What you will do - From the line that includes "the display alone." to the last line of the data, quote each line precisely; both boundary lines belong in the answer.

◇ ◇ ◇ ◇

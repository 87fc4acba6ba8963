//! Reconciles the domain feature set with what is drawn on the canvas.
//!
//! The engine owns a working copy of the displayed features. Every change
//! (new collection, zoom, bucket toggle, selection, local edit) is applied
//! by restyling drawn lines through [`MapCanvas`], never by redrawing.

use tracing::{debug, info, trace};

use super::canvas::{HandleId, MapCanvas};
use super::state::{DisplayedFeature, RenderState, RoadCounts};
use super::style::{bucket_style, RenderConfig, RoadStyle, HIGHLIGHT_STYLE};
use crate::osm::{AccessTokenSource, EditError, EditGateway, EditReceipt};
use crate::region::RegionKey;
use crate::road::{
    is_valid_smoothness, normalize_smoothness, LatLon, QualityBucket, RegionFeatureCollection,
    RoadFeature,
};

/// A validated edit ready to be sent to the gateway.
#[derive(Debug, Clone, PartialEq)]
pub struct PendingEdit {
    pub token: String,
    pub way_id: u64,
    pub smoothness: String,
}

/// Road render engine over a drawing surface.
pub struct RenderEngine<C: MapCanvas> {
    canvas: C,
    config: RenderConfig,
    state: RenderState,
}

impl<C: MapCanvas> RenderEngine<C> {
    pub fn new(canvas: C, config: RenderConfig) -> Self {
        Self {
            canvas,
            config,
            state: RenderState::default(),
        }
    }

    pub fn canvas(&self) -> &C {
        &self.canvas
    }

    pub fn config(&self) -> &RenderConfig {
        &self.config
    }

    pub fn state(&self) -> &RenderState {
        &self.state
    }

    pub fn zoom(&self) -> f64 {
        self.state.zoom
    }

    /// Region whose collection is displayed.
    pub fn region(&self) -> Option<&RegionKey> {
        self.state.region.as_ref()
    }

    /// Replace the display with `collection`.
    ///
    /// Features that cannot be drawn are skipped. Returns counts of what
    /// was drawn.
    pub fn display(&mut self, collection: &RegionFeatureCollection) -> RoadCounts {
        self.clear();
        self.state.region = Some(collection.source_region.clone());

        let mut counts = RoadCounts::default();
        let mut skipped = 0usize;

        for feature in &collection.features {
            if !is_renderable(feature) {
                trace!(
                    way_id = feature.id,
                    points = feature.geometry.len(),
                    "Skipping malformed feature"
                );
                skipped += 1;
                continue;
            }
            if self.state.features.contains_key(&feature.id) {
                trace!(way_id = feature.id, "Skipping duplicate feature");
                skipped += 1;
                continue;
            }

            let bucket = feature.quality_bucket();
            let handle = self.canvas.draw_line(&feature.geometry, &bucket_style(bucket));
            self.state.features.insert(
                feature.id,
                DisplayedFeature {
                    feature: feature.clone(),
                    handle,
                },
            );
            self.state.order.push(feature.id);
            counts.add(bucket);
        }

        self.recompute_visibility();

        info!(
            region = %collection.source_region,
            total = counts.total,
            excellent = counts.excellent,
            good = counts.good,
            poor = counts.poor,
            unknown = counts.unknown,
            skipped = skipped,
            "Roads displayed"
        );
        counts
    }

    /// Remove every drawn feature and clear the selection.
    pub fn clear(&mut self) {
        self.clear_selection();
        for id in self.state.order.drain(..) {
            if let Some(displayed) = self.state.features.remove(&id) {
                self.canvas.remove(displayed.handle);
            }
        }
        self.state.features.clear();
        self.state.region = None;
    }

    /// Fit the view to a region's bounding box.
    pub fn zoom_to_region(&mut self, key: &RegionKey) -> bool {
        match key.region() {
            Some(region) => {
                self.canvas.fit_bounds(&region.bbox);
                true
            }
            None => {
                debug!(region = %key, "No bounds for region");
                false
            }
        }
    }

    pub fn is_visible(&self, bucket: QualityBucket) -> bool {
        self.state.visibility.is_visible(bucket)
    }

    /// Show or hide one bucket.
    pub fn set_visibility(&mut self, bucket: QualityBucket, visible: bool) {
        self.state.visibility.set(bucket, visible);
        debug!(bucket = %bucket, visible = visible, "Bucket visibility changed");
        self.recompute_visibility();
    }

    /// Zoom-end event from the map.
    pub fn set_zoom(&mut self, zoom: f64) {
        self.state.zoom = zoom;
        self.recompute_visibility();
    }

    /// Restyle every drawn feature from zoom, visibility and selection.
    pub fn recompute_visibility(&mut self) {
        for index in 0..self.state.order.len() {
            let id = self.state.order[index];
            self.restyle(id);
        }
    }

    /// Select one feature exclusively. Unknown ids leave the selection as is.
    pub fn select(&mut self, id: u64) -> bool {
        if !self.state.features.contains_key(&id) {
            debug!(way_id = id, "Select ignored, feature not displayed");
            return false;
        }

        let previous = self.state.selected.replace(id);
        if let Some(prev) = previous.filter(|p| *p != id) {
            self.restyle(prev);
        }
        self.restyle(id);
        true
    }

    pub fn clear_selection(&mut self) {
        if let Some(prev) = self.state.selected.take() {
            self.restyle(prev);
        }
    }

    pub fn selected(&self) -> Option<&RoadFeature> {
        self.state.selected.and_then(|id| self.state.feature(id))
    }

    /// First and last point of the selected road.
    pub fn endpoints(&self) -> Option<(LatLon, LatLon)> {
        self.selected().and_then(RoadFeature::endpoints)
    }

    pub fn feature(&self, id: u64) -> Option<&RoadFeature> {
        self.state.feature(id)
    }

    /// Counts over the working copy, including local edits.
    pub fn counts(&self) -> RoadCounts {
        self.state.counts()
    }

    /// Apply a successful remote write to the working copy.
    ///
    /// Restyles the road for its new bucket; a selected road keeps the
    /// highlight. Unknown ids are ignored.
    pub fn apply_optimistic_edit(
        &mut self,
        id: u64,
        smoothness: &str,
        version: Option<u64>,
    ) -> bool {
        let Some(displayed) = self.state.features.get_mut(&id) else {
            debug!(way_id = id, "Optimistic edit ignored, feature not displayed");
            return false;
        };

        displayed.feature.smoothness = normalize_smoothness(smoothness);
        if let Some(version) = version {
            displayed.feature.version = Some(version);
        }
        let bucket = displayed.feature.quality_bucket();

        self.restyle(id);
        debug!(way_id = id, smoothness = smoothness, bucket = %bucket, "Optimistic edit applied");
        true
    }

    /// Check an edit can be submitted and normalize its value.
    pub fn prepare_edit<A: AccessTokenSource + ?Sized>(
        &self,
        tokens: &A,
        id: u64,
        smoothness: &str,
    ) -> Result<PendingEdit, EditError> {
        let token = match tokens.access_token() {
            Some(token) if tokens.is_authenticated() => token,
            _ => return Err(EditError::Unauthenticated),
        };

        let feature = self.state.feature(id).ok_or(EditError::UnknownFeature(id))?;

        let value = normalize_smoothness(smoothness)
            .filter(|v| is_valid_smoothness(v))
            .ok_or_else(|| EditError::InvalidValue(smoothness.to_string()))?;

        if feature.smoothness.as_deref() == Some(value.as_str()) {
            return Err(EditError::Unchanged { way_id: id, value });
        }

        Ok(PendingEdit {
            token,
            way_id: id,
            smoothness: value,
        })
    }

    /// Validate, write through `gateway`, then apply locally.
    ///
    /// Gateway failures are returned unchanged and leave the display alone.
    pub async fn submit_edit<G, A>(
        &mut self,
        gateway: &G,
        tokens: &A,
        id: u64,
        smoothness: &str,
    ) -> Result<EditReceipt, EditError>
    where
        G: EditGateway,
        A: AccessTokenSource + ?Sized,
    {
        let edit = self.prepare_edit(tokens, id, smoothness)?;
        let receipt = gateway
            .update_smoothness(&edit.token, edit.way_id, &edit.smoothness)
            .await?;
        self.apply_optimistic_edit(edit.way_id, &edit.smoothness, Some(receipt.new_version));
        Ok(receipt)
    }

    fn style_for(&self, feature: &RoadFeature) -> RoadStyle {
        if self.state.is_selected(feature.id) {
            return HIGHLIGHT_STYLE;
        }
        let bucket = feature.quality_bucket();
        let base = bucket_style(bucket);
        let shown = if self.state.visibility.is_visible(bucket) {
            1.0
        } else {
            0.0
        };
        base.with_opacity(self.config.zoom_factor(self.state.zoom) * base.opacity * shown)
    }

    fn restyle(&mut self, id: u64) {
        let Some((handle, style)) = self
            .state
            .features
            .get(&id)
            .map(|d| (d.handle, self.style_for(&d.feature)))
        else {
            return;
        };
        self.apply_style(handle, &style);
    }

    fn apply_style(&mut self, handle: HandleId, style: &RoadStyle) {
        if !self.canvas.set_style(handle, style) {
            debug!(handle = handle, "Drawable missing, restyle skipped");
        }
    }
}

/// Whether a feature has a drawable, finite path.
fn is_renderable(feature: &RoadFeature) -> bool {
    feature.is_drawable()
        && feature
            .geometry
            .iter()
            .all(|p| p.lat.is_finite() && p.lon.is_finite())
}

◇ ◇ ◇ ◇

Your response -
    /// Gateway failures are returned unchanged and leave the display alone.
    pub async fn submit_edit<G, A>(
        &mut self,
        gateway: &G,
        tokens: &A,
        id: u64,
        smoothness: &str,
    ) -> Result<EditReceipt, EditError>
    where
        G: EditGateway,
        A: AccessTokenSource + ?Sized,
    {
        let edit = self.prepare_edit(tokens, id, smoothness)?;
        let receipt = gateway
            .update_smoothness(&edit.token, edit.way_id, &edit.smoothness)
            .await?;
        self.apply_optimistic_edit(edit.way_id, &edit.smoothness, Some(receipt.new_version));
        Ok(receipt)
    }

    fn style_for(&self, feature: &RoadFeature) -> RoadStyle {
        if self.state.is_selected(feature.id) {
            return HIGHLIGHT_STYLE;
        }
        let bucket = feature.quality_bucket();
        let base = bucket_style(bucket);
        let shown = if self.state.visibility.is_visible(bucket) {
            1.0
        } else {
            0.0
        };
        base.with_opacity(self.config.zoom_factor(self.state.zoom) * base.opacity * shown)
    }

    fn restyle(&mut self, id: u64) {
        let Some((handle, style)) = self
            .state
            .features
            .get(&id)
            .map(|d| (d.handle, self.style_for(&d.feature)))
        else {
            return;
        };
        self.apply_style(handle, &style);
    }

    fn apply_style(&mut self, handle: HandleId, style: &RoadStyle) {
        if !self.canvas.set_style(handle, style) {
            debug!(handle = handle, "Drawable missing, restyle skipped");
        }
    }
}

/// Whether a feature has a drawable, finite path.
fn is_renderable(feature: &RoadFeature) -> bool {
    feature.is_drawable()
        && feature
            .geometry
            .iter()
            .all(|p| p.lat.is_finite() && p.lon.is_finite())
}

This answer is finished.